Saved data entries
○ ○ ○ ○ ○

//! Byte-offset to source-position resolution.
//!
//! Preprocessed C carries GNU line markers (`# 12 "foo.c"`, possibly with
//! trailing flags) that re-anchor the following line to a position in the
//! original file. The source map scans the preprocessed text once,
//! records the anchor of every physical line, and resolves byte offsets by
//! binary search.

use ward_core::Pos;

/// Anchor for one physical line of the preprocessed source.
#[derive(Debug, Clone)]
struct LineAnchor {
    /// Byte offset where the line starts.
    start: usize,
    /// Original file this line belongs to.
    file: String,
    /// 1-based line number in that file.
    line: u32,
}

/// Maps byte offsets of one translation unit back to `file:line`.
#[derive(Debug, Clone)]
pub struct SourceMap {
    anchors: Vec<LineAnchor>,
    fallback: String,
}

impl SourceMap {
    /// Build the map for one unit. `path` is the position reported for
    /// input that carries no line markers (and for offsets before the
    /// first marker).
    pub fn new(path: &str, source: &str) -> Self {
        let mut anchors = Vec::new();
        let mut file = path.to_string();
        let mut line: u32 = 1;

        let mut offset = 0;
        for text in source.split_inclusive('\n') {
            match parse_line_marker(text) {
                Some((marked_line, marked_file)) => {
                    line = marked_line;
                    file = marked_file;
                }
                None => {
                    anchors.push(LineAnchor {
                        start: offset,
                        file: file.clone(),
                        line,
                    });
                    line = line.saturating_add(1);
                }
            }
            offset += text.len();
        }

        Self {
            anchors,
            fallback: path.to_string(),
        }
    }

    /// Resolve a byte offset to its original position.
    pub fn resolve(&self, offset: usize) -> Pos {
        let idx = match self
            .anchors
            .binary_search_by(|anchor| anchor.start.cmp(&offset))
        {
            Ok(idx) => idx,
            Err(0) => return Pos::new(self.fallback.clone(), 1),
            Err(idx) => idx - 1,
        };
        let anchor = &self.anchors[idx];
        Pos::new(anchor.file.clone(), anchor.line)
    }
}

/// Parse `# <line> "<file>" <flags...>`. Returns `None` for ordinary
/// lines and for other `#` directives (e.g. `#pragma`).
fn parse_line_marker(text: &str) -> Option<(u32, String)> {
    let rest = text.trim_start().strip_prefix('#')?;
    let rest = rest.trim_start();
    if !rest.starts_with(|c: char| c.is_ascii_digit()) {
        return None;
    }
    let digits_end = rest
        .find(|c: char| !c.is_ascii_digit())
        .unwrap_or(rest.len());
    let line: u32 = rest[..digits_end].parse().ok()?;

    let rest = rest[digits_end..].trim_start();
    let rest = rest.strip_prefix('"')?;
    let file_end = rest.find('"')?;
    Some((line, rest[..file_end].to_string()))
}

○ ○ ○ ○ ○

* Brief
Extract all lines of the records above that include "fallback".

* Written solution
    fallback: String,
            fallback: path.to_string(),
            Err(0) => return Pos::new(self.fallback.clone(), 1),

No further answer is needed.